Al giorno d’oggi le condizioni di possibilità dei costumi, di un mondo comune, di abitudini condivise, di discussioni strutturate sono ormai compromesse. Lo dimostra il numero crescente di dispute ideologiche, identitarie e morali che fin troppo spesso, anziché studiare le idee, le strumentalizzano. I dibattiti morali che attualmente ci agitano condividono un’intelligenza collettiva. Facendo parte dell’evoluzione generale della società, ne rielaborano i costumi. Occuparsi di questi ultimi significa collocarsi in una comunità in quanto possiede pratiche comuni. Significa adeguarsi al modo con cui ci costituisce, cercando a nostra volta di contribuire alla sua evoluzione.
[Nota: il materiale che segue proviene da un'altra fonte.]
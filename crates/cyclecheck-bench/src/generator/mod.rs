//! Edge-list generator.
//!
//! Produces [`EdgeList`] instances of a chosen [`Shape`]: one valid cycle, or
//! one of several near misses that differ from a valid cycle by a single
//! structural defect.

pub mod shapes;

use cyclecheck_core::EdgeList;
use rand::SeedableRng;
use rand::rngs::StdRng;

/// Structure of a generated edge list.
#[derive(Debug, Clone, Copy, PartialEq, Eq)]
pub enum Shape {
    /// One cycle through all vertices.
    SingleCycle,
    /// The vertices split into `parts` disjoint cycles (clamped to `2..=n`).
    SplitCycles {
        /// Number of disjoint cycles.
        parts: usize,
    },
    /// A cycle whose closing edge points at a fresh label with no outgoing
    /// edge.
    BrokenChain,
    /// A cycle where one edge's source is replaced by another edge's source.
    DuplicateSource,
    /// A cycle where one edge's target is replaced by another edge's target.
    DuplicateTarget,
    /// A self-loop on one vertex plus a cycle through the rest.
    SelfLoopInside,
}

impl Shape {
    /// The answer a correct validator gives for this shape.
    pub fn expected_verdict(self) -> bool {
        match self {
            Shape::SingleCycle => true,
            Shape::SplitCycles { .. }
            | Shape::BrokenChain
            | Shape::DuplicateSource
            | Shape::DuplicateTarget
            | Shape::SelfLoopInside => false,
        }
    }

    /// Every shape, with two-way splits for [`Shape::SplitCycles`].
    pub fn all() -> [Shape; 6] {
        [
            Shape::SingleCycle,
            Shape::SplitCycles { parts: 2 },
            Shape::BrokenChain,
            Shape::DuplicateSource,
            Shape::DuplicateTarget,
            Shape::SelfLoopInside,
        ]
    }

    /// Short name for benchmark ids and test labels.
    pub fn name(self) -> &'static str {
        match self {
            Shape::SingleCycle => "single_cycle",
            Shape::SplitCycles { .. } => "split_cycles",
            Shape::BrokenChain => "broken_chain",
            Shape::DuplicateSource => "duplicate_source",
            Shape::DuplicateTarget => "duplicate_target",
            Shape::SelfLoopInside => "self_loop_inside",
        }
    }
}

/// Configuration for the edge-list generator.
#[derive(Debug, Clone)]
pub struct GeneratorConfig {
    /// Seed for the random number generator (deterministic).
    pub seed: u64,
    /// Number of vertices. Shapes other than [`Shape::SingleCycle`] need at
    /// least 2 and are bumped up to it.
    pub vertices: usize,
    /// Structure to generate.
    pub shape: Shape,
    /// Shuffle the edge rows after construction.
    pub shuffle_rows: bool,
    /// Added to every label; labels are `1 + offset ..= vertices + offset`.
    pub label_offset: i64,
}

/// Predefined size tiers for benchmarking.
#[derive(Debug, Clone, Copy, PartialEq, Eq)]
pub enum SizeTier {
    /// 1,000 vertices.
    Small,
    /// 10,000 vertices.
    Medium,
    /// 100,000 vertices (the nominal upper bound of the problem).
    Large,
    /// 1,000,000 vertices, written to disk by `gen-huge`.
    Huge,
}

impl SizeTier {
    /// Number of vertices in this tier.
    pub fn vertices(self) -> usize {
        match self {
            SizeTier::Small => 1_000,
            SizeTier::Medium => 10_000,
            SizeTier::Large => 100_000,
            SizeTier::Huge => 1_000_000,
        }
    }

    /// A shuffled single cycle of this tier's size.
    pub fn config(self, seed: u64) -> GeneratorConfig {
        self.config_with_shape(seed, Shape::SingleCycle)
    }

    /// A shuffled edge list of this tier's size and the given shape.
    pub fn config_with_shape(self, seed: u64, shape: Shape) -> GeneratorConfig {
        GeneratorConfig {
            seed,
            vertices: self.vertices(),
            shape,
            shuffle_rows: true,
            label_offset: 0,
        }
    }
}

/// Generates an edge list from the given configuration.
///
/// All randomness is deterministic, seeded from `config.seed`.
pub fn generate_edges(config: &GeneratorConfig) -> EdgeList {
    let mut rng = StdRng::seed_from_u64(config.seed);
    shapes::build(config, &mut rng)
}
Interessarsene comporta anche distinguere i costumi dalla questione più generale della politica. I costumi riguardano i rapporti sociali immediati, come l’abbigliamento, il modo di essere, il linguaggio quotidiano… La modernità si è costruita su un’elaborazione di questi codici spesso distintivi, anche se non sempre edificanti. La politica ha invece a che fare con questioni globali mediate da concetti e simboli che tengono conto dell’economia complessa delle relazioni comuni. La prima dunque regola le relazioni grezze che abbiamo gli uni con gli altri negli spazi comuni, la seconda le istituzioni, la legge e l’assetto generale delle relazioni sociali.
Pertanto, non si può subordinare la trattazione dei costumi all’affermazione che tutto è politico. Assimilare costumi e politica significa inevitabilmente, con una certa pigrizia, sussumere la seconda sotto i primi: a quel punto, confuse le due cose, la complessa operazione di elaborazione politica consisterà in qualcosa che pensa solo a relazioni immediate, rischiando di cadere nell’aneddoto, misurando ogni cosa in base a rapporti di forza immediati e strumentalizzando il pensiero all’interno di queste congiunture.
Se tutto è politico, non c’è piú politica, ma ritorsioni immediate, di quelle che oggi si subiscono nel mondo digitale e in forma accelerata. Quando diventano scontri, i nostri dibattiti scadono nel moralismo, nella concitazione e nella disinformazione, e questi eccessi, da sinistra come da destra, concorrono a sviluppare un ambiente nocivo. Con la scusa di farli evolvere, si usano i costumi come un vero e proprio vettore di opposizione. Cosí pervertite, le buone maniere non rappresentano piú un modo abituale e consueto di moderare le comunità, ma una legittimazione che i puristi e gli impostori si arrogano per sferrare i loro attacchi.